Fakta menunjukkan bahwa sistem kapitalisme demokrasi pun tak lagi bisa kita harapkan untuk mencapai perubahan. Sebab demokrasi merupakan alat Barat untuk menjajah negara-negara lain termasuk negara-negara berpenduduk mayoritas Muslim. 

Maka tak ada lagi harapan kecuali kepada sistem yang dapat membawa kita kepada perubahan yang hakiki, yaitu sistem Islam. Dalam Islam semua hal diatur dengan pengaturan yang baik dan rinci. Peraturannya dibuat oleh Pencipta manusia dan alam semesta sehingga sudah pastilah Dia yang paling mengetahui keadaan ciptaan-Nya. Serta bagaimana kebaikan dan keadilan tegak karena-Nya. 

Sudah saatnya Gen Z mewujudkan gelar yang telah Allah sematkan kepada kita sebagai khairu ummah dengan mengikuti jejak Rasulullah menyampaikan Islam di tengah masyarakat agar terwujud kehidupan Islam di tengah-tengah kita. 

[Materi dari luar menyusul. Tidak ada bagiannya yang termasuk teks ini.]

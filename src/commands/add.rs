//! Add a new student record.
//!
//! Fields may be passed as flags; any field left out is asked for
//! interactively, with the fixed-choice fields offered as selection lists.

use super::{refresh_listing, report_store_error};
use crate::{
    db::students::Students,
    libs::{
        config::Config,
        messages::Message,
        student::{Gender, StudentForm},
        validation::{Validator, YEAR_LEVELS},
    },
    msg_error, msg_success,
};
use anyhow::Result;
use clap::Args;
use dialoguer::{theme::ColorfulTheme, Input, Select};

#[derive(Debug, Args)]
pub struct AddArgs {
    /// Six-digit student ID
    #[arg(long)]
    pub id: Option<String>,
    /// Full name, letters and spaces only
    #[arg(long)]
    pub name: Option<String>,
    /// Birthday as MM/DD/YYYY
    #[arg(long)]
    pub birthday: Option<String>,
    #[arg(long)]
    pub address: Option<String>,
    /// Male, Female or Other
    #[arg(long)]
    pub gender: Option<String>,
    /// One of the configured degree programs
    #[arg(long)]
    pub degree: Option<String>,
    /// Year level, 1 to 4
    #[arg(long)]
    pub year: Option<String>,
}

pub fn cmd(args: AddArgs) -> Result<()> {
    let config = Config::read()?;
    let form = fill_form(args, &config)?.trimmed();

    let student = match Validator::from_config(&config).validate_form(&form) {
        Ok(student) => student,
        Err(error) => {
            msg_error!(Message::InvalidInput(error.to_string()));
            return Ok(());
        }
    };

    let mut students = Students::open_default()?;
    match students.insert(&student) {
        Ok(()) => {
            msg_success!(Message::StudentAdded(student.id));
            refresh_listing(&mut students)?;
        }
        Err(error) => report_store_error(error)?,
    }

    students.close()?;
    Ok(())
}

fn fill_form(args: AddArgs, config: &Config) -> Result<StudentForm> {
    let genders: Vec<&str> = Gender::ALL.iter().map(|gender| gender.as_str()).collect();
    let year_levels: Vec<String> = YEAR_LEVELS.iter().map(|level| level.to_string()).collect();

    Ok(StudentForm {
        id: text_or_prompt(args.id, Message::PromptStudentId)?,
        full_name: text_or_prompt(args.name, Message::PromptFullName)?,
        birthday: text_or_prompt(args.birthday, Message::PromptBirthday)?,
        address: text_or_prompt(args.address, Message::PromptAddress)?,
        gender: choice_or_prompt(args.gender, Message::PromptGender, &genders)?,
        degree_program: choice_or_prompt(args.degree, Message::PromptDegreeProgram, &config.degree_programs)?,
        year_level: choice_or_prompt(args.year, Message::PromptYearLevel, &year_levels)?,
    })
}

fn text_or_prompt(value: Option<String>, prompt: Message) -> Result<String> {
    match value {
        Some(value) => Ok(value),
        None => Ok(Input::with_theme(&ColorfulTheme::default())
            .with_prompt(prompt.to_string())
            .allow_empty(true)
            .interact_text()?),
    }
}

fn choice_or_prompt<T: ToString>(value: Option<String>, prompt: Message, choices: &[T]) -> Result<String> {
    match value {
        Some(value) => Ok(value),
        None => {
            let selection = Select::with_theme(&ColorfulTheme::default())
                .with_prompt(prompt.to_string())
                .items(choices)
                .default(0)
                .interact()?;
            Ok(choices[selection].to_string())
        }
    }
}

Seperti yang telah Allah firmankan dalam Q.S. Al-A'raf ayat 96 yang artinya, 

وَلَوۡ اَنَّ اَهۡلَ الۡقُرٰٓى اٰمَنُوۡا وَاتَّقَوۡا لَـفَتَحۡنَا عَلَيۡهِمۡ بَرَكٰتٍ مِّنَ السَّمَآءِ وَالۡاَرۡضِ وَلٰـكِنۡ كَذَّبُوۡا فَاَخَذۡنٰهُمۡ بِمَا كَانُوۡا يَكۡسِبُوۡنَ

"Dan sekiranya penduduk negeri beriman dan bertakwa, pasti Kami akan melimpahkan kepada mereka berkah dari langit dan bumi, tetapi ternyata mereka mendustakan (ayat-ayat Kami), maka Kami siksa mereka sesuai dengan apa yang telah mereka kerjakan".

Maka dari ayat tersebut dapat kita pahami bahwa Gen Z sebagai garda terdepan pejuang perubahan sudah seharusnya bersemangat meraih keberkahan yang Allah janjikan. Agar janji tersebut dapat terealisasikan, salah satunya dalam bentuk penyelesaian berbagai persoalan yang kita hadapi hari ini dengan Islam kafah. Wallahualam bissawwab. [ry].